Beautiful baby boy
My brother's wife gave birth to her first baby. I am an uncle of a baby so beautiful, and yet so similar in features to my gnarly-looking brother. She carried him for nine months, then her water broke on Super Tuesday. It was eight in the morning and the first thing she said was "We have to vote." My brother laughed and took her to the hospital. He then went to cast his vote for Barack Obama.
He labored for over twelve hours to bring that boy into the world. He's a little thing. But he's got big hands, and big feet. Big for a baby. He curls up into the size of a football, and means more to us than winning the Super Bowl.
He is helpless, he is wonderful. She will nurse him and coo him to bed for months. They will change countless diapers and feed him spoonful by spoonful, until he grows strong enough to feed himself. They will cheer and laugh when he struggles to take his first steps. They will teach him everything they know, and he will ask questions upon questions, and they will remember what it felt like to be curious.
He will live, what a beautiful thing life is. Holding that baby in my arms made me realize how terrible the cost, how awful the our state, that we can do such horrible things to each other.

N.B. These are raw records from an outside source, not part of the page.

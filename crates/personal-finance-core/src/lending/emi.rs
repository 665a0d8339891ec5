use log::debug;
use serde::{Deserialize, Serialize};
use std::time::Instant;

use crate::input::{require_non_negative, require_positive};
use crate::time_value::{amortizing_payment, ensure_finite, monthly_rate, months, round_currency};
use crate::types::{with_metadata, ComputationOutput, Money, Percent, Years, ZeroRatePolicy};
use crate::FinanceResult;

/// Input parameters for a fixed-rate amortizing loan.
#[derive(Debug, Clone, Serialize, Deserialize)]
pub struct LoanInput {
    /// Amount borrowed
    pub principal: Money,
    /// Annual interest rate in percent
    #[serde(alias = "rate")]
    pub annual_rate_percent: Percent,
    /// Tenure in years
    #[serde(alias = "time")]
    pub years: Years,
    /// Treatment of an interest-free loan
    #[serde(default)]
    pub zero_rate_policy: ZeroRatePolicy,
}

#[derive(Debug, Clone, Serialize, Deserialize)]
pub struct LoanOutput {
    /// Equated monthly installment
    pub emi: Money,
    /// EMI times the number of installments
    pub total_payment: Money,
    pub total_interest: Money,
    pub months: f64,
}

/// Equated Monthly Installment, rounded to the nearest whole unit.
///
/// EMI = P * i * (1 + i)^n / ((1 + i)^n - 1),  i = r / 12 / 100, n = years * 12
///
/// An interest-free loan repays `P / n` a month under the default
/// [`ZeroRatePolicy::Linear`] and is a `DegenerateRate` error under
/// [`ZeroRatePolicy::Reject`].
pub fn loan_emi(input: &LoanInput) -> FinanceResult<Money> {
    Ok(round_currency(emi_unrounded(input)?))
}

/// EMI with total payment and interest, wrapped in the standard output
/// envelope.
pub fn calculate_loan(input: &LoanInput) -> FinanceResult<ComputationOutput<LoanOutput>> {
    let start = Instant::now();
    let mut warnings: Vec<String> = Vec::new();

    let emi = emi_unrounded(input)?;
    let n = months(input.years);
    let total_payment = round_currency(ensure_finite(emi * n, "loan total payment")?);

    if input.annual_rate_percent == 0.0 {
        warnings.push("Interest-free loan: EMI is the principal split evenly across installments".into());
    }
    if n.fract() != 0.0 {
        warnings.push(format!(
            "Tenure of {n} months is not a whole number of installments"
        ));
    }

    let output = LoanOutput {
        emi: round_currency(emi),
        total_payment,
        total_interest: total_payment - round_currency(input.principal),
        months: n,
    };

    let elapsed = start.elapsed().as_micros() as u64;

    Ok(with_metadata(
        "EMI via standard amortization formula (monthly compounding)",
        input,
        warnings,
        elapsed,
        output,
    ))
}

pub(crate) fn emi_unrounded(input: &LoanInput) -> FinanceResult<Money> {
    validate_loan_input(input)?;

    let rate = monthly_rate(input.annual_rate_percent);
    let n = months(input.years);
    let emi = amortizing_payment(rate, n, input.principal, input.zero_rate_policy)?;

    debug!(
        "emi: principal={} rate={}% years={} -> {}",
        input.principal, input.annual_rate_percent, input.years, emi
    );
    Ok(emi)
}

pub(crate) fn validate_loan_input(input: &LoanInput) -> FinanceResult<()> {
    require_positive("principal", input.principal)?;
    // Zero is left to the zero-rate policy
    require_non_negative("annual_rate_percent", input.annual_rate_percent)?;
    require_positive("years", input.years)?;
    Ok(())
}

Every murder, every rape, every action taken that casts another deeper into poverty, every war that throws away countless of lives in an endless game of chess none of us has a right to play. We are all still children, but some of us get so good at pretending that we think we have the right to meddle in someone else's life. We pretend that we're better. Imagine a child, who puts on make up for the first time, smearing red lipstick halfway across her cheeks, and dabbing eyeshadow around her eyes and across her forehead. Imagine her dressing up in mommies clothes, and feeling so important. Feeling rich, dignified, and more important than anyone else. That is us. We are all children, pretending our green pieces of paper mean something. Pretending that numbers are more important than people.
Babies have been grabbed by their feet and swung into walls, their heads bursting open and their life bleeding out. Who could kill a baby? When does it become acceptable to kill a man?

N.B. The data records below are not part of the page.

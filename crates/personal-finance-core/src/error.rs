use thiserror::Error;

#[derive(Debug, Error, Clone, PartialEq)]
pub enum FinanceError {
    #[error("Invalid input: {field} — {reason}")]
    InvalidInput { field: String, reason: String },

    #[error("Degenerate rate in {context}: the closed-form formula divides by a zero growth term")]
    DegenerateRate { context: String },

    #[error("Arithmetic overflow in {context}: result is not a finite number")]
    ArithmeticOverflow { context: String },

    #[error("Serialization error: {0}")]
    SerializationError(String),
}

impl FinanceError {
    pub(crate) fn invalid(field: &str, reason: impl Into<String>) -> Self {
        FinanceError::InvalidInput {
            field: field.into(),
            reason: reason.into(),
        }
    }
}

impl From<serde_json::Error> for FinanceError {
    fn from(e: serde_json::Error) -> Self {
        FinanceError::SerializationError(e.to_string())
    }
}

I do not fear terrorists. Perfect love casts away all fear. I love my enemy. I pity him who kills. What a worse fate than those who die. What a bitter wound it must make on the soul. What a frightful feeling to lose all feeling, to feel no pity in murder.

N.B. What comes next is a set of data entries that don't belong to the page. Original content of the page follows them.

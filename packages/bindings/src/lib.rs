use napi::Result as NapiResult;
use napi_derive::napi;
use serde::Deserialize;

use personal_finance_core::display::{format_result, DisplayConfig};
use personal_finance_core::input::{FdForm, LoanForm, SipForm, SwpForm};
use personal_finance_core::investment::{fd, sip, swp};
use personal_finance_core::lending::{emi, schedule};
use personal_finance_core::request::CalculationRequest;
use personal_finance_core::{Calculator, ZeroRatePolicy};

/// Convert any Display error into a napi::Error.
fn to_napi_error(e: impl std::fmt::Display) -> napi::Error {
    napi::Error::from_reason(e.to_string())
}

/// Form payload as posted by the web UI: the raw string fields plus an
/// optional zero-rate policy.
#[derive(Deserialize)]
struct FormPayload<F> {
    #[serde(flatten)]
    form: F,
    #[serde(default)]
    zero_rate_policy: ZeroRatePolicy,
}

fn read_form<F: for<'de> Deserialize<'de>>(form_json: &str) -> NapiResult<FormPayload<F>> {
    serde_json::from_str(form_json).map_err(to_napi_error)
}

// ---------------------------------------------------------------------------
// Form submissions (string fields in, headline number out)
// ---------------------------------------------------------------------------

#[napi]
pub fn calculate_sip(form_json: String) -> NapiResult<f64> {
    let payload: FormPayload<SipForm> = read_form(&form_json)?;
    let input = payload.form.parse(payload.zero_rate_policy).map_err(to_napi_error)?;
    sip::sip_future_value(&input).map_err(to_napi_error)
}

#[napi]
pub fn calculate_swp(form_json: String) -> NapiResult<f64> {
    let payload: FormPayload<SwpForm> = read_form(&form_json)?;
    let input = payload.form.parse().map_err(to_napi_error)?;
    swp::swp_remaining_balance(&input).map_err(to_napi_error)
}

#[napi]
pub fn calculate_loan(form_json: String) -> NapiResult<f64> {
    let payload: FormPayload<LoanForm> = read_form(&form_json)?;
    let input = payload.form.parse(payload.zero_rate_policy).map_err(to_napi_error)?;
    emi::loan_emi(&input).map_err(to_napi_error)
}

#[napi]
pub fn calculate_fd(form_json: String) -> NapiResult<f64> {
    let payload: FormPayload<FdForm> = read_form(&form_json)?;
    let input = payload.form.parse().map_err(to_napi_error)?;
    fd::fd_maturity_value(&input).map_err(to_napi_error)
}

// ---------------------------------------------------------------------------
// Detailed envelopes (typed JSON in, JSON out)
// ---------------------------------------------------------------------------

#[napi]
pub fn calculate_detailed(request_json: String) -> NapiResult<String> {
    let request: CalculationRequest =
        serde_json::from_str(&request_json).map_err(to_napi_error)?;
    let output = request.evaluate_detailed().map_err(to_napi_error)?;
    serde_json::to_string(&output).map_err(to_napi_error)
}

#[napi]
pub fn amortization_schedule(input_json: String) -> NapiResult<String> {
    let input: emi::LoanInput = serde_json::from_str(&input_json).map_err(to_napi_error)?;
    let output = schedule::amortization_schedule(&input).map_err(to_napi_error)?;
    serde_json::to_string(&output).map_err(to_napi_error)
}

// ---------------------------------------------------------------------------
// Display
// ---------------------------------------------------------------------------

/// `"Total Value: ₹11,61,695"` for the given calculator ("sip", "swp",
/// "loan", "fd"). `config_json` may be empty for the default ₹ / Indian
/// grouping.
#[napi]
pub fn format_headline(calculator: String, value: f64, config_json: Option<String>) -> NapiResult<String> {
    let calculator: Calculator =
        serde_json::from_value(serde_json::Value::String(calculator)).map_err(to_napi_error)?;
    let config = match config_json.as_deref().map(str::trim) {
        Some(raw) if !raw.is_empty() => {
            serde_json::from_str::<DisplayConfig>(raw).map_err(to_napi_error)?
        }
        _ => DisplayConfig::default(),
    };
    Ok(format_result(calculator, value, &config))
}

America is great. America is strong. As they say in Hawaii, "ua mau ke ea o ka aina i ka pono," meaning, "the life of the land is perpetuated in righteousness." America is great when it is good. When we do not good we need to repent.
Repent.
We need to repent of torture. We need to repent of pride. We need to extend the God-given, inalienable rights set forth in the constitution to all men, regardless of citizenship, race, or creed. When we fail to do so we are hypocrites, silly children playing pretend, and rebelling against God who gave them those rights.
Torture is wrong. Perhaps if we were to catch "the bad guy" we might feel justified in roughing him up a bit. Putting a boot up his ass for all the pain and trouble he's caused. But torture isn't used to punish the bad guy. It's used to discover if someone is a bad guy. It's used in times of uncertainty. And because the torturer doesn't have all of the information, it's likely that he's torturing an innocent. And torture can pull confessions like teeth from the innocent. Torture made hundreds confess to being a witch.
Terrorism is the new witch hunt. The new red scare. The new monster under the bed.
Wake up children. It's time to get up. Pretend time is over. A new morning dawns. One of hope. One of America united. First with each other, and then with the world.